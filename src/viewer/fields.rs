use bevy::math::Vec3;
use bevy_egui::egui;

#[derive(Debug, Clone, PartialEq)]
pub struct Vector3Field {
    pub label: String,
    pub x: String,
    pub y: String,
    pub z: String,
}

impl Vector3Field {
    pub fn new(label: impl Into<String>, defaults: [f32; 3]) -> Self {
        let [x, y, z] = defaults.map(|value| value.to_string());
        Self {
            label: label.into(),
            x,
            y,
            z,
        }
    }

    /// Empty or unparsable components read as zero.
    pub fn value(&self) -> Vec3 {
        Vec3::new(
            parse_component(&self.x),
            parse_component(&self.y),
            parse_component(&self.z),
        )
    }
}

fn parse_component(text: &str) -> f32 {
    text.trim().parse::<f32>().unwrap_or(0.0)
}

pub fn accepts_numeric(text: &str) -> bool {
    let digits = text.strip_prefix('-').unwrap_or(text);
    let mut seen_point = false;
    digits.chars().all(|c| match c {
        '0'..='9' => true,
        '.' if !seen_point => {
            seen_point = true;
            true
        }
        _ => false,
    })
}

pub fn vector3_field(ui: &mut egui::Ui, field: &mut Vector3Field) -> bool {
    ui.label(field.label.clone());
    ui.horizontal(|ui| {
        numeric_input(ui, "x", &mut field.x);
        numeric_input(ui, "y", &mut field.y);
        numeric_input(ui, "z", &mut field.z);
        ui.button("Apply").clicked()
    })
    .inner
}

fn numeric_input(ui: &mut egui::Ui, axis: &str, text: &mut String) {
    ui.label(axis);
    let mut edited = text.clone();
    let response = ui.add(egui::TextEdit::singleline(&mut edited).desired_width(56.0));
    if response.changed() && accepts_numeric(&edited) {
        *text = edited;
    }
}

--

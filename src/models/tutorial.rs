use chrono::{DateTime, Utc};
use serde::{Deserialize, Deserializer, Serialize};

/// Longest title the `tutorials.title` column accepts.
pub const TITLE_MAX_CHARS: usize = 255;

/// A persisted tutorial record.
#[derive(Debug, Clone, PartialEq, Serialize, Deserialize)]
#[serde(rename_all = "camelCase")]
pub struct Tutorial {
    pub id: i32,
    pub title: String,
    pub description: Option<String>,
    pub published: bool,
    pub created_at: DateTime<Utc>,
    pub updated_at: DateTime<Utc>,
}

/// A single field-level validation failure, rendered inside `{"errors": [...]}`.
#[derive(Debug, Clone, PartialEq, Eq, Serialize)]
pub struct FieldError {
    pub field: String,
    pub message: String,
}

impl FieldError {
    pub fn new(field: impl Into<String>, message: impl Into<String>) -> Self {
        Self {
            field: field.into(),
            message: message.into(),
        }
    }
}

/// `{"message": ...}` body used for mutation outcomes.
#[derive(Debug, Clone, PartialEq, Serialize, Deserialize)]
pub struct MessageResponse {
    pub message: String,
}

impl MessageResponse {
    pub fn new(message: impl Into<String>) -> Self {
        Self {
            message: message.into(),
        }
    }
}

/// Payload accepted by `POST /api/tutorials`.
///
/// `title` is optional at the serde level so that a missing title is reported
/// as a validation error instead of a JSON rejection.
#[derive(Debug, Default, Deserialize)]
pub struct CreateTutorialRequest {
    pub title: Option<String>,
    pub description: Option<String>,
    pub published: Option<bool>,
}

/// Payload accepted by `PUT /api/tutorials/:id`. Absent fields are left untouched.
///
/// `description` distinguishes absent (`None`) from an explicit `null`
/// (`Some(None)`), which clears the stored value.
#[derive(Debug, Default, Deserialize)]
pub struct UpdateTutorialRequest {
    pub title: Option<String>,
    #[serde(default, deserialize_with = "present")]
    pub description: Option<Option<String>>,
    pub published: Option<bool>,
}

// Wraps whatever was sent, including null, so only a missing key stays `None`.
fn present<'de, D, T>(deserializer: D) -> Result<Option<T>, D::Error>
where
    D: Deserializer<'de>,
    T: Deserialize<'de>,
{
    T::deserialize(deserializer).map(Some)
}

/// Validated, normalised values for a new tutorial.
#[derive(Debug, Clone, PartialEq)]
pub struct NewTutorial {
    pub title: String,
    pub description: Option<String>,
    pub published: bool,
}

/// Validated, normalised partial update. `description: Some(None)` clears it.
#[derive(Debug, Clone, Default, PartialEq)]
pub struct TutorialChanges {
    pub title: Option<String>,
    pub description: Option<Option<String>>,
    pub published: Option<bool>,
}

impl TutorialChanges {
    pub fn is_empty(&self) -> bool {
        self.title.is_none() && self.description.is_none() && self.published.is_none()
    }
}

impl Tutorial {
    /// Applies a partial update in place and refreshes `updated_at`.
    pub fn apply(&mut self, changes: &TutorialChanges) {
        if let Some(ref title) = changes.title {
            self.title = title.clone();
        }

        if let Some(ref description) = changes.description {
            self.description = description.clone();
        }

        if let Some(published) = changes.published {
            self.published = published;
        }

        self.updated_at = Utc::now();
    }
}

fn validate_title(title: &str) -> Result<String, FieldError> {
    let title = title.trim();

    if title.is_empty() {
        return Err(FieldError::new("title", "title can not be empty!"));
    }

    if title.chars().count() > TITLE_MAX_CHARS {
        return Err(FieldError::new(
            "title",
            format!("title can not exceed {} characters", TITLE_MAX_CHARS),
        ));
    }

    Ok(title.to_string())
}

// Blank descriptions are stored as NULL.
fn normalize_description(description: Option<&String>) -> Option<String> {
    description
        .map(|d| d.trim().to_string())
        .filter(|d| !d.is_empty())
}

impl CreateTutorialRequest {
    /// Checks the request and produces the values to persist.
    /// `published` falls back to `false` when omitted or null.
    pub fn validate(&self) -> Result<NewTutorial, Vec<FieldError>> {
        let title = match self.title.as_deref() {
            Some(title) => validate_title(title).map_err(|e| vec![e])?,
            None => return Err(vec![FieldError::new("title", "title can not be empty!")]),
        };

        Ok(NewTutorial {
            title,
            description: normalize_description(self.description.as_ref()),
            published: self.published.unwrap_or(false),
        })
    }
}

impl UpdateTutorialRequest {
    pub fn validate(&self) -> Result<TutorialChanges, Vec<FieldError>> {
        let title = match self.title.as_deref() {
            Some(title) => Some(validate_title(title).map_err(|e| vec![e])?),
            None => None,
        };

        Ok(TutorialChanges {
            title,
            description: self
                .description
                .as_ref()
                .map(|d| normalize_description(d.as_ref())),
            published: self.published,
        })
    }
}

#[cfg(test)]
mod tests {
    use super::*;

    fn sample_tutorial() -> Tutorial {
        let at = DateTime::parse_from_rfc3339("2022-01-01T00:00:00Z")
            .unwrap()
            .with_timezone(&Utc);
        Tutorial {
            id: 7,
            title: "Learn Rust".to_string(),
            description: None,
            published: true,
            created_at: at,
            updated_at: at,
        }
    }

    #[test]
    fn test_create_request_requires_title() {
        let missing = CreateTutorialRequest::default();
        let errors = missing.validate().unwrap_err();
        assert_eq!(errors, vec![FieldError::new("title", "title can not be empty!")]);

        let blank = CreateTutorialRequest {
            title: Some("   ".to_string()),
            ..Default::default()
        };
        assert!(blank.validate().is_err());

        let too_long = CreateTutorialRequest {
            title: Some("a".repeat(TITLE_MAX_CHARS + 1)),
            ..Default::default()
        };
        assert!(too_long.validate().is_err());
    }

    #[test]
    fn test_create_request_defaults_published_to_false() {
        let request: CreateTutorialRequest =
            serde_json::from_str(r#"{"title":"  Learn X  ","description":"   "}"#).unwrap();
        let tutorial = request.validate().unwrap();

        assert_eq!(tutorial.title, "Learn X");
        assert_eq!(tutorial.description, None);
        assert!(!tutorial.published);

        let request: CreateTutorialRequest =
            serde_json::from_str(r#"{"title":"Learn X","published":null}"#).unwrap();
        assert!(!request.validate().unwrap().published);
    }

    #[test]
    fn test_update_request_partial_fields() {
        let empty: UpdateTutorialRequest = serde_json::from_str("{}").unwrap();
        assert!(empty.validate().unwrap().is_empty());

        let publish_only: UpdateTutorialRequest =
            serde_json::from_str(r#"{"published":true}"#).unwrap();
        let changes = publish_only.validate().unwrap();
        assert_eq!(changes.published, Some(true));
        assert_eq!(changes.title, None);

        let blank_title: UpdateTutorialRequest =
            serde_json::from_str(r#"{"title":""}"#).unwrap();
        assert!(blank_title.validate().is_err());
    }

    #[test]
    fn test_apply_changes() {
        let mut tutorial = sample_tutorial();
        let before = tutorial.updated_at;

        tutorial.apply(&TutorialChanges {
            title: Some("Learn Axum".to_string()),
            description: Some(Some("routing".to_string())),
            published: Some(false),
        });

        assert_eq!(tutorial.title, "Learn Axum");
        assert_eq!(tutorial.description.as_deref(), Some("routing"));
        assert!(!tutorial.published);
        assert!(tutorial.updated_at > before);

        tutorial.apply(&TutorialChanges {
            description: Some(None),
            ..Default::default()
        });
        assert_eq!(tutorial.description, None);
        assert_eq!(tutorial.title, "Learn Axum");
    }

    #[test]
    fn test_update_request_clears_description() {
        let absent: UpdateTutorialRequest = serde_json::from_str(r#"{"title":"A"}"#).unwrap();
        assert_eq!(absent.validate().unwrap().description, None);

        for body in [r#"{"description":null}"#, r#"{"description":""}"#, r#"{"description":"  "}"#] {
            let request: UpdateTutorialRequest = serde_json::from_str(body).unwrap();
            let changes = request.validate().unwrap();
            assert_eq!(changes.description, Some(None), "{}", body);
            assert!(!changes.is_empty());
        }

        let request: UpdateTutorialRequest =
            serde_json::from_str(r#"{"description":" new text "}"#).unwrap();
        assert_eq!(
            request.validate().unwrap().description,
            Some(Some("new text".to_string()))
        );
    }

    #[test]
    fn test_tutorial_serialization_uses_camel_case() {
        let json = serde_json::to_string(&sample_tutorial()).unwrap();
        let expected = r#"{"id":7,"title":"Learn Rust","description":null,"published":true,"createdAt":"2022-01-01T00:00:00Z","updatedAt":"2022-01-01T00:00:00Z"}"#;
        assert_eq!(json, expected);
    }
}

--

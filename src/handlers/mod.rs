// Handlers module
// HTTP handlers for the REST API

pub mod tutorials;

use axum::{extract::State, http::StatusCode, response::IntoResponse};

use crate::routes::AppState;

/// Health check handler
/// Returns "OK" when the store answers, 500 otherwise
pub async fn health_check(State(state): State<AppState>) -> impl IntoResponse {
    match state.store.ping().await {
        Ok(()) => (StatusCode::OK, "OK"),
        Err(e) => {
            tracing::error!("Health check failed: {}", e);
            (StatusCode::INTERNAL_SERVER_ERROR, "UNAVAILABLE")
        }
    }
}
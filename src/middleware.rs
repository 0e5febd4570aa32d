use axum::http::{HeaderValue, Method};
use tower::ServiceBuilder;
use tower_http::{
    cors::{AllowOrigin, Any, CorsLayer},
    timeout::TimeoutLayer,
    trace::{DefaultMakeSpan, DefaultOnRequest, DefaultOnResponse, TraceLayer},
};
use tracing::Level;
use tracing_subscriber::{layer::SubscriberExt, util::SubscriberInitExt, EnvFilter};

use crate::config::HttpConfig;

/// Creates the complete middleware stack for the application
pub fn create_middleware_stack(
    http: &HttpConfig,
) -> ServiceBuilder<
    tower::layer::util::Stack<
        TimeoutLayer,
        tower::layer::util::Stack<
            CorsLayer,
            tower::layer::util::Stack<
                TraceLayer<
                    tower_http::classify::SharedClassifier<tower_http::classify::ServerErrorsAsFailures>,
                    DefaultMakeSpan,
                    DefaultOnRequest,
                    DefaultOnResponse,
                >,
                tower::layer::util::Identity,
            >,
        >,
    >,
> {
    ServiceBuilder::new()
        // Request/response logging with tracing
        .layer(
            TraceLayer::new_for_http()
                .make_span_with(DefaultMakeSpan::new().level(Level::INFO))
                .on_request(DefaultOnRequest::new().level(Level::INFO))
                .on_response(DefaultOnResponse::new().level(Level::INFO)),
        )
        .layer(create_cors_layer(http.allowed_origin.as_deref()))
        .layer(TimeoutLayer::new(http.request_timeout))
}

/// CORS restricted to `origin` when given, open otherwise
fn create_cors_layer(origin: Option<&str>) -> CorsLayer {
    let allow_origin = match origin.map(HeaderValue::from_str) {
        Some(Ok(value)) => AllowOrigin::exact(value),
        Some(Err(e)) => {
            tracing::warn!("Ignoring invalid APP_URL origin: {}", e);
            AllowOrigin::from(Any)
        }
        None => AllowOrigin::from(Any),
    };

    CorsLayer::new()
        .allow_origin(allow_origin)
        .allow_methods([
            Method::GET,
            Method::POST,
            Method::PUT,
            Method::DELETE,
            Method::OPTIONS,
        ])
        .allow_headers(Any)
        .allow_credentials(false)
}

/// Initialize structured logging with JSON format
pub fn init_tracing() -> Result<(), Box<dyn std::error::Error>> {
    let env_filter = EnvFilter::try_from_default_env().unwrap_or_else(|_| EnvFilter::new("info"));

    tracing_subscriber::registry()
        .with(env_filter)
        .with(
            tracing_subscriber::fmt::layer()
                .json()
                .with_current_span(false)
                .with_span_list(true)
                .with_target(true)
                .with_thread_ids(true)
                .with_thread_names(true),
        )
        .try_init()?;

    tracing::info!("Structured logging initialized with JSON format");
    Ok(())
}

- _WHAT THE TASK ASKS_
Filter the records, keeping only lines that contain "missing", and show those lines.

- _OUTPUT OF THE TASK_
/// `title` is optional at the serde level so that a missing title is reported
// Wraps whatever was sent, including null, so only a missing key stays `None`.
        let missing = CreateTutorialRequest::default();
        let errors = missing.validate().unwrap_err();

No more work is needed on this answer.